Input data
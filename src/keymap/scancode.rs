//!
//! scancode.rs
//!
//! Base table from raw MBC-55x scan codes to semantic keys.
//!
//! The table is total over `0x00..=0x7F`: every code resolves to a key, an
//! accepted ambiguity, or `Unknown`.
//!

use alloc::vec::Vec;
use core::ops::RangeInclusive;

use crate::{
	error::KeymapError,
	keymap::{
		definition::{AmbiguityPolicy, AmbiguityRow, ScanRow},
		key::{RAW_CODE_COUNT, RawScanCode, SemanticKey}
	},
	log_debug,
	log_info
};

/// Raw codes the MBC-555 manual documents, followed by printable ASCII.
/// A definition that leaves any of these out is rejected.
pub const REQUIRED_RANGES: [RangeInclusive<u8>; 5] = [0x01..=0x05, 0x07..=0x0B, 0x0D..=0x0D, 0x10..=0x19, 0x1B..=0x7E];

#[derive(Debug, Clone, PartialEq, Eq)]
/// A raw code documented with more than one meaning, and how it was accepted.
pub struct AmbiguityRecord {
	pub raw: RawScanCode,
	/// Candidate meanings in definition order.
	pub candidates: Vec<SemanticKey>,
	pub policy: AmbiguityPolicy
}

impl AmbiguityRecord {
	pub fn is_candidate(&self, key: SemanticKey) -> bool {
		self.candidates.contains(&key)
	}
}

#[derive(Debug, Clone, Copy, PartialEq, Eq)]
enum Slot {
	Unknown,
	Key(SemanticKey),
	/// Index into `ScanTable::ambiguities`.
	Deferred(usize)
}

#[derive(Debug, Clone, Copy, PartialEq, Eq)]
/// The outcome of a base table lookup.
pub enum Lookup<'a> {
	Key(SemanticKey),
	/// Several documented meanings and no designated primary.
	Ambiguous(&'a AmbiguityRecord),
	Unknown
}

#[derive(Debug)]
pub struct ScanTable {
	slots: [Slot; RAW_CODE_COUNT],
	ambiguities: Vec<AmbiguityRecord>
}

impl ScanTable {
	/// Builds the table, surfacing every collision as an [`AmbiguityRecord`].
	///
	/// A collision without a matching policy row fails the build, as does a
	/// policy row for a code that does not collide.
	pub fn build(rows: &[ScanRow], policies: &[AmbiguityRow]) -> Result<Self, KeymapError> {
		let mut grouped: Vec<Vec<SemanticKey>> = vec![Vec::new(); RAW_CODE_COUNT];
		for row in rows {
			let keys = &mut grouped[row.raw.index()];
			if keys.contains(&row.key) {
				log_debug!("keymap: line {}: repeated scan row {} = {}", row.line, row.raw, row.key);
			} else {
				keys.push(row.key);
			}
		}

		for (i, policy) in policies.iter().enumerate() {
			if policies[..i].iter().any(|p| p.raw == policy.raw) {
				return Err(KeymapError::ConflictingPolicy(policy.raw));
			}
			if grouped[policy.raw.index()].len() < 2 {
				return Err(KeymapError::StalePolicy(policy.raw));
			}
		}

		let mut slots = [Slot::Unknown; RAW_CODE_COUNT];
		let mut ambiguities = Vec::new();

		for raw in RawScanCode::all() {
			let keys = &grouped[raw.index()];
			slots[raw.index()] = match keys.as_slice() {
				[] => Slot::Unknown,
				[key] => Slot::Key(*key),
				candidates => {
					let policy = policies
						.iter()
						.find(|p| p.raw == raw)
						.map(|p| p.policy)
						.ok_or_else(|| KeymapError::AmbiguousCode {
							raw,
							candidates: candidates.to_vec()
						})?;
					let slot = match policy {
						AmbiguityPolicy::Defer => Slot::Deferred(ambiguities.len()),
						AmbiguityPolicy::Primary(key) if candidates.contains(&key) => Slot::Key(key),
						AmbiguityPolicy::Primary(key) => return Err(KeymapError::InvalidPrimary { raw, key })
					};
					log_info!("keymap: scan code {} is ambiguous between {:?}, {:?}", raw, candidates, policy);
					ambiguities.push(AmbiguityRecord {
						raw,
						candidates: candidates.to_vec(),
						policy
					});
					slot
				}
			};
		}

		for range in REQUIRED_RANGES {
			for raw in range.filter_map(RawScanCode::new) {
				if slots[raw.index()] == Slot::Unknown {
					return Err(KeymapError::MissingRequired(raw));
				}
			}
		}

		Ok(Self {
			slots,
			ambiguities
		})
	}

	pub fn lookup(&self, raw: RawScanCode) -> Lookup<'_> {
		match self.slots[raw.index()] {
			Slot::Unknown => Lookup::Unknown,
			Slot::Key(key) => Lookup::Key(key),
			Slot::Deferred(index) => Lookup::Ambiguous(&self.ambiguities[index])
		}
	}

	/// The collision record for `raw`, whether deferred or given a primary.
	pub fn ambiguity(&self, raw: RawScanCode) -> Option<&AmbiguityRecord> {
		self.ambiguities.iter().find(|a| a.raw == raw)
	}

	/// Every accepted collision, in raw code order.
	pub fn ambiguities(&self) -> &[AmbiguityRecord] {
		&self.ambiguities
	}

	/// Every key `raw` may stand for: its resolved key, or all candidates of
	/// a deferred ambiguity.
	pub fn keys_at(&self, raw: RawScanCode) -> &[SemanticKey] {
		match &self.slots[raw.index()] {
			Slot::Unknown => &[],
			Slot::Key(key) => core::slice::from_ref(key),
			Slot::Deferred(index) => &self.ambiguities[*index].candidates
		}
	}

	/// Raw codes that resolve directly to `key`, optionally ignoring letter
	/// case.
	pub fn raw_codes_for(&self, key: SemanticKey, fold_case: bool) -> impl Iterator<Item = RawScanCode> + '_ {
		RawScanCode::all().filter(move |raw| match self.slots[raw.index()] {
			Slot::Key(k) if fold_case => k.fold_case() == key.fold_case(),
			Slot::Key(k) => k == key,
			_ => false
		})
	}

	/// Whether some raw code can produce `key`, including ambiguity
	/// candidates. Letter case is ignored.
	pub fn is_reachable(&self, key: SemanticKey) -> bool {
		let key = key.fold_case();
		RawScanCode::all().any(|raw| self.keys_at(raw).iter().any(|k| k.fold_case() == key))
	}
}

#[cfg(test)]
mod tests {
	use super::*;
	use crate::keymap::definition::KeymapDefinition;

	fn raw(byte: u8) -> RawScanCode {
		RawScanCode::new(byte).unwrap()
	}

	fn builtin() -> ScanTable {
		let def = KeymapDefinition::builtin().unwrap();
		ScanTable::build(&def.scan, &def.ambiguities).unwrap()
	}

	#[test]
	fn documented_codes_resolve() {
		let table = builtin();
		assert_eq!(table.lookup(raw(0x01)), Lookup::Key(SemanticKey::End));
		assert_eq!(table.lookup(raw(0x03)), Lookup::Key(SemanticKey::ScrollLock));
		assert_eq!(table.lookup(raw(0x0A)), Lookup::Key(SemanticKey::KeypadEnter));
		assert_eq!(table.lookup(raw(0x10)), Lookup::Key(SemanticKey::Function(1)));
		assert_eq!(table.lookup(raw(0x19)), Lookup::Key(SemanticKey::Function(10)));
		assert_eq!(table.lookup(raw(0x1B)), Lookup::Key(SemanticKey::Escape));
		assert_eq!(table.lookup(raw(0x1F)), Lookup::Key(SemanticKey::CursorDown));
		assert_eq!(table.lookup(raw(b'q')), Lookup::Key(SemanticKey::Char(b'q')));
	}

	#[test]
	fn undocumented_codes_are_unknown() {
		let table = builtin();
		for byte in [0x00, 0x06, 0x0C, 0x0E, 0x0F, 0x1A, 0x7F] {
			assert_eq!(table.lookup(raw(byte)), Lookup::Unknown, "{byte:#04x}");
		}
	}

	#[test]
	fn insert_print_screen_delete_collision_is_recorded() {
		let table = builtin();
		let Lookup::Ambiguous(record) = table.lookup(raw(0x07)) else {
			panic!("0x07 should stay ambiguous");
		};
		assert_eq!(
			record.candidates,
			[SemanticKey::Insert, SemanticKey::PrintScreen, SemanticKey::Delete]
		);
		assert_eq!(record.policy, AmbiguityPolicy::Defer);
		assert_eq!(table.ambiguities().len(), 1);
		assert_eq!(table.keys_at(raw(0x07)).len(), 3);
	}

	#[test]
	fn collision_without_policy_fails() {
		let def = KeymapDefinition::builtin().unwrap();
		assert_eq!(
			ScanTable::build(&def.scan, &[]).unwrap_err(),
			KeymapError::AmbiguousCode {
				raw: raw(0x07),
				candidates: vec![SemanticKey::Insert, SemanticKey::PrintScreen, SemanticKey::Delete]
			}
		);
	}

	#[test]
	fn primary_policy_designates_one_meaning() {
		let def = KeymapDefinition::builtin().unwrap();
		let policy = [AmbiguityRow {
			raw: raw(0x07),
			policy: AmbiguityPolicy::Primary(SemanticKey::Delete),
			line: 0
		}];
		let table = ScanTable::build(&def.scan, &policy).unwrap();
		assert_eq!(table.lookup(raw(0x07)), Lookup::Key(SemanticKey::Delete));
		assert!(table.ambiguity(raw(0x07)).unwrap().is_candidate(SemanticKey::Insert));

		let policy = [AmbiguityRow {
			raw: raw(0x07),
			policy: AmbiguityPolicy::Primary(SemanticKey::Home),
			line: 0
		}];
		assert_eq!(
			ScanTable::build(&def.scan, &policy).unwrap_err(),
			KeymapError::InvalidPrimary {
				raw: raw(0x07),
				key: SemanticKey::Home
			}
		);
	}

	#[test]
	fn stale_and_duplicate_policies_fail() {
		let def = KeymapDefinition::builtin().unwrap();
		let stale = [
			def.ambiguities[0].clone(),
			AmbiguityRow {
				raw: raw(0x01),
				policy: AmbiguityPolicy::Defer,
				line: 0
			}
		];
		assert_eq!(ScanTable::build(&def.scan, &stale).unwrap_err(), KeymapError::StalePolicy(raw(0x01)));
		let twice = [def.ambiguities[0].clone(), def.ambiguities[0].clone()];
		assert_eq!(ScanTable::build(&def.scan, &twice).unwrap_err(), KeymapError::ConflictingPolicy(raw(0x07)));
	}

	#[test]
	fn missing_required_code_fails() {
		let def = KeymapDefinition::builtin().unwrap();
		let rows: Vec<_> = def.scan.iter().filter(|r| r.raw.value() != 0x0B).cloned().collect();
		assert_eq!(
			ScanTable::build(&rows, &def.ambiguities).unwrap_err(),
			KeymapError::MissingRequired(raw(0x0B))
		);
	}

	#[test]
	fn raw_codes_for_letters() {
		let table = builtin();
		let folded: Vec<_> = table.raw_codes_for(SemanticKey::Char(b'C'), true).collect();
		assert_eq!(folded, [raw(b'C'), raw(b'c')]);
		let exact: Vec<_> = table.raw_codes_for(SemanticKey::Char(b'c'), false).collect();
		assert_eq!(exact, [raw(b'c')]);
		assert!(table.is_reachable(SemanticKey::Delete));
		assert!(!table.is_reachable(SemanticKey::Char(0x7F)));
	}
}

Task prompt
Extract each line holding the word "find" from the records.

Exercise result
						.find(|p| p.raw == raw)
		self.ambiguities.iter().find(|a| a.raw == raw)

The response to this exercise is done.